On October 19, 2003, Xiao Lu created 15 Shots… From 1989 to 2003(2003). She framed the photograph of the gunshots and brought it to a shooting range in Beijing, where bullets shattered the glass and pierced through the photograph and backing, leaving 15 bullet holes. This work is regarded as a response to her act of shooting at the China/Avant-Garde Exhibitionin 1989.

Xiao Lu's artwork Sperm (2006) consists of an installation piece and a documentary-style video chronicling her search for a sperm donor after a split from her longtime partner and a strong desire to have a baby. As Chinese women were not allowed IVF treatment if they weren't married, she consulted a Western doctor who promised to perform the procedure if she could collect and freeze the sperm.

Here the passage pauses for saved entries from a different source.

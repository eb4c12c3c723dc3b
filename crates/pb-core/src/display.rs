//! Shared append-only display channel
//!
//! Every component writes user-visible output here: diagnostic mirroring
//! (`log`/`warn`/`err`) and console-internal notices (`meta`). Entries are
//! ordered by call completion time and removed only by an explicit clear.

use parking_lot::RwLock;

/// Kind of a display entry.
#[derive(Debug, Clone, Copy, PartialEq, Eq)]
pub enum DisplayKind {
    Log,
    Warn,
    Err,
    Meta,
}

/// One line of the display log.
#[derive(Debug, Clone, PartialEq)]
pub struct DisplayEntry {
    pub text: String,
    pub kind: DisplayKind,
}

#[derive(Default)]
struct ChannelInner {
    entries: Vec<DisplayEntry>,
    /// Total entries ever appended; survives clears. Doubles as the
    /// "newest entry scrolled into view" signal for front ends.
    appended: u64,
}

/// The shared, multi-writer display log.
///
/// Unbounded by design: nothing evicts entries except `clear`.
#[derive(Default)]
pub struct DisplayChannel {
    inner: RwLock<ChannelInner>,
}

impl DisplayChannel {
    pub fn new() -> Self {
        Self::default()
    }

    /// Append one entry. `log`/`warn`/`err` entries also mirror to tracing,
    /// the way the embedded console mirrors the real diagnostic stream.
    pub fn append(&self, text: impl Into<String>, kind: DisplayKind) {
        let text = text.into();
        match kind {
            DisplayKind::Log => tracing::info!(target: "display", "{text}"),
            DisplayKind::Warn => tracing::warn!(target: "display", "{text}"),
            DisplayKind::Err => tracing::error!(target: "display", "{text}"),
            DisplayKind::Meta => {}
        }
        let mut inner = self.inner.write();
        inner.entries.push(DisplayEntry { text, kind });
        inner.appended += 1;
    }

    pub fn log(&self, text: impl Into<String>) {
        self.append(text, DisplayKind::Log);
    }

    pub fn warn(&self, text: impl Into<String>) {
        self.append(text, DisplayKind::Warn);
    }

    pub fn error(&self, text: impl Into<String>) {
        self.append(text, DisplayKind::Err);
    }

    pub fn meta(&self, text: impl Into<String>) {
        self.append(text, DisplayKind::Meta);
    }

    /// Remove all entries. The only way the log shrinks.
    pub fn clear(&self) {
        self.inner.write().entries.clear();
    }

    /// Snapshot of all current entries.
    pub fn entries(&self) -> Vec<DisplayEntry> {
        self.inner.read().entries.clone()
    }

    /// Monotonic append counter; bumps once per appended entry.
    pub fn revision(&self) -> u64 {
        self.inner.read().appended
    }

    /// Entries appended since a previously observed revision, plus the new
    /// revision. Entries removed by an interleaved clear are gone for good.
    pub fn entries_since(&self, seen: u64) -> (Vec<DisplayEntry>, u64) {
        let inner = self.inner.read();
        let fresh = (inner.appended.saturating_sub(seen) as usize).min(inner.entries.len());
        let start = inner.entries.len() - fresh;
        (inner.entries[start..].to_vec(), inner.appended)
    }

    pub fn len(&self) -> usize {
        self.inner.read().entries.len()
    }

    pub fn is_empty(&self) -> bool {
        self.inner.read().entries.is_empty()
    }
}

#[cfg(test)]
mod tests {
    use super::*;

    #[test]
    fn appends_grow_by_exactly_one() {
        let ch = DisplayChannel::new();
        ch.log("first");
        ch.warn("second");
        assert_eq!(ch.len(), 2);
        let entries = ch.entries();
        assert_eq!(entries[0].kind, DisplayKind::Log);
        assert_eq!(entries[1].kind, DisplayKind::Warn);
        assert_eq!(entries[1].text, "second");
    }

    #[test]
    fn clear_removes_everything() {
        let ch = DisplayChannel::new();
        ch.log("a");
        ch.meta("b");
        ch.clear();
        assert!(ch.is_empty());
        // Revision keeps counting across clears
        assert_eq!(ch.revision(), 2);
    }

    #[test]
    fn entries_since_returns_only_fresh_entries() {
        let ch = DisplayChannel::new();
        ch.log("a");
        let (fresh, rev) = ch.entries_since(0);
        assert_eq!(fresh.len(), 1);

        ch.log("b");
        ch.error("c");
        let (fresh, rev2) = ch.entries_since(rev);
        assert_eq!(fresh.len(), 2);
        assert_eq!(fresh[0].text, "b");
        assert_eq!(rev2, 3);
    }

    #[test]
    fn entries_since_survives_an_interleaved_clear() {
        let ch = DisplayChannel::new();
        ch.log("a");
        let (_, rev) = ch.entries_since(0);
        ch.clear();
        ch.log("b");
        let (fresh, _) = ch.entries_since(rev);
        assert_eq!(fresh.len(), 1);
        assert_eq!(fresh[0].text, "b");
    }
}
//! Presentation components: table preview and plot dispatch

pub mod plot;
pub mod table;

pub use plot::{PlotDispatcher, PlotSurface, MIN_PLOT_WIDTH, PLOT_HEIGHT, PLOT_WIDTH_MARGIN};
pub use table::{TablePreview, MAX_PREVIEW_ROWS};
#[cfg(test)]
mod tests {
    use super::*;
    use pb_core::DatasetOrigin;
    use pb_data::parse_delimited;

    fn session() -> EvalSession {
        EvalSession::new(Arc::new(AppState::new()))
    }

    fn session_with(text: &str) -> EvalSession {
        let state = Arc::new(AppState::new());
        state.adopt(parse_delimited(text), DatasetOrigin::Builtin, "Test");
        EvalSession::new(state)
    }

    #[tokio::test]
    async fn arithmetic_with_precedence() {
        let s = session();
        assert_eq!(
            s.eval_expression("1 + 2 * 3").await.unwrap(),
            EvalValue::Num(7.0)
        );
        assert_eq!(
            s.eval_expression("(1 + 2) * 3").await.unwrap(),
            EvalValue::Num(9.0)
        );
        assert_eq!(
            s.eval_expression("-2 + 5 % 3").await.unwrap(),
            EvalValue::Num(0.0)
        );
    }

    #[tokio::test]
    async fn string_concatenation() {
        let s = session();
        assert_eq!(
            s.eval_expression("\"v=\" + 2").await.unwrap(),
            EvalValue::Str("v=2".to_string())
        );
    }

    #[tokio::test]
    async fn comparisons_and_equality() {
        let s = session();
        assert_eq!(
            s.eval_expression("1 < 2").await.unwrap(),
            EvalValue::Bool(true)
        );
        assert_eq!(
            s.eval_expression("\"a\" == \"b\"").await.unwrap(),
            EvalValue::Bool(false)
        );
        assert_eq!(
            s.eval_expression("1 == \"1\"").await.unwrap(),
            EvalValue::Bool(false)
        );
    }

    #[tokio::test]
    async fn division_by_zero_is_an_error() {
        let s = session();
        assert_eq!(
            s.eval_expression("1 / 0").await.unwrap_err(),
            EvalError::DivideByZero
        );
    }

    #[tokio::test]
    async fn undefined_variable() {
        let s = session();
        assert_eq!(
            s.eval_expression("undeclaredVar").await.unwrap_err(),
            EvalError::UndefinedVariable("undeclaredVar".to_string())
        );
    }

    #[tokio::test]
    async fn let_bindings_persist_and_reassign() {
        let mut s = session();
        s.eval_statements("let x = 1; x = x + 1").await.unwrap();
        assert_eq!(s.eval_expression("x").await.unwrap(), EvalValue::Num(2.0));

        // Reassigning an unbound name fails
        let err = s.eval_statements("y = 1").await.unwrap_err();
        assert_eq!(err, EvalError::UndefinedVariable("y".to_string()));
    }

    #[tokio::test]
    async fn dataset_builtins_read_the_active_snapshot() {
        let s = session_with("a,b\n1,2\n3,x");
        assert_eq!(s.eval_expression("rows()").await.unwrap(), EvalValue::Num(2.0));
        assert_eq!(
            s.eval_expression("columns()").await.unwrap(),
            EvalValue::List(vec![
                EvalValue::Str("a".to_string()),
                EvalValue::Str("b".to_string())
            ])
        );
        assert_eq!(
            s.eval_expression("source()").await.unwrap(),
            EvalValue::Str("builtin".to_string())
        );
        assert_eq!(
            s.eval_expression("name()").await.unwrap(),
            EvalValue::Str("Test".to_string())
        );

        match s.eval_expression("head(1)").await.unwrap() {
            EvalValue::List(items) => {
                assert_eq!(items.len(), 1);
                match &items[0] {
                    EvalValue::Record(fields) => {
                        assert_eq!(fields.get("a"), Some(&EvalValue::Num(1.0)));
                    }
                    other => panic!("expected a record, got {other:?}"),
                }
            }
            other => panic!("expected a list, got {other:?}"),
        }
    }

    #[tokio::test]
    async fn builtins_without_a_dataset_are_total() {
        let s = session();
        assert_eq!(s.eval_expression("rows()").await.unwrap(), EvalValue::Num(0.0));
        assert_eq!(
            s.eval_expression("columns()").await.unwrap(),
            EvalValue::List(Vec::new())
        );
        assert_eq!(
            s.eval_expression("source()").await.unwrap(),
            EvalValue::Str(String::new())
        );
    }

    #[tokio::test]
    async fn numeric_builtins() {
        let s = session();
        assert_eq!(s.eval_expression("sqrt(9)").await.unwrap(), EvalValue::Num(3.0));
        assert_eq!(
            s.eval_expression("min(3, 1, 2)").await.unwrap(),
            EvalValue::Num(1.0)
        );
        assert_eq!(
            s.eval_expression("max(3, 1, 2)").await.unwrap(),
            EvalValue::Num(3.0)
        );
        assert!(matches!(
            s.eval_expression("sqrt(-1)").await.unwrap_err(),
            EvalError::Type(_)
        ));
        assert!(matches!(
            s.eval_expression("sqrt(1, 2)").await.unwrap_err(),
            EvalError::Arity { .. }
        ));
        assert!(matches!(
            s.eval_expression("nosuch()").await.unwrap_err(),
            EvalError::UnknownFunction(_)
        ));
    }

    #[tokio::test]
    async fn sleep_suspends_and_produces_no_value() {
        let s = session();
        let value = s.eval_expression("sleep(1)").await.unwrap();
        assert!(value.is_unit());
    }

    #[tokio::test]
    async fn compound_values_serialize_structurally() {
        let s = session_with("a,b\n1,x");
        let value = s.eval_expression("head(1)").await.unwrap();
        let pretty = serde_json::to_string_pretty(&value).unwrap();
        assert!(pretty.contains("\"a\": 1"));
        assert!(pretty.contains("\"b\": \"x\""));
    }
}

The work documents her ultimate failure to fulfill this requirement.

Her project Wedding (2009) is a performance and recorded video of marrying herself. She started with lying in a black coffin and were held by four young men out of the car and into the museum. After finishing all the oaths, she put on a pair of wedding rings on her left and right hands respectively and declared her marriage with herself.

In 2010, Xiao Lu published a novel named after her most famous work, Dialogue (2010), which was presented as a fictitious tale based on real-life people and events.

Her artwork Love Letter (2011) is an installation piece composed of charcoal and Chinese herbal medicine, which she took to keep herself healthy during her pregnancy. She wrote down her inner thoughts and sentiments on pieces of xuan paper, each taking the form of a secret.

== Boycotting 'In Our Time: Four Decades of Art from China and Beyond- the Geoff Raby Collection' ==

The 2024 Sydney Festival event titled 'In Our Time: Four Decades of Art from China and Beyond – The Geoff Raby Collection' features a piece by Xiao Lu. However, the artist not only declined the invitation to participate in any related activities but also encouraged the public to boycott the exhibition. This decision is rooted in Xiao Lu's principled stance against Geoff Raby, the former Australian Ambassador to China and a prominent collector of Chinese contemporary art.

Xiao Lu's refusal to participate and her call for a boycott are linked to her objection to Geoff Raby's endorsement of the Chinese government, a regime known for its records of suppressing human rights. The artist's protest reflects a broader concern about the ethical implications of aligning with individuals who support or legitimize a government with a history of human rights violations.